▶ **Working data**
-- Opening Marker --
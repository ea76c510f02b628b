//! Sales analytics for the storefront core.
//!
//! Three read-only views over the order store, recomputed on every call:
//! - top-selling products by units sold
//! - revenue per current product category
//! - revenue and order counts per day or month in a fixed reporting timezone

pub mod error;
pub mod pipeline;
pub mod report;
pub mod service;

pub use error::{AnalyticsError, Result};
pub use pipeline::{CategorySales, RevenueOverTime, TopSelling};
pub use report::{
    Bucket, CategoryKey, CategoryRevenue, PeriodRevenue, SalesFilter, TopProduct,
};
pub use service::ReportingService;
-- Closing Marker --
▶ **Exercise directions**
Look at each line above and note whether it holds the word "service". Report how many do, as the number only.

▶ **Output**
2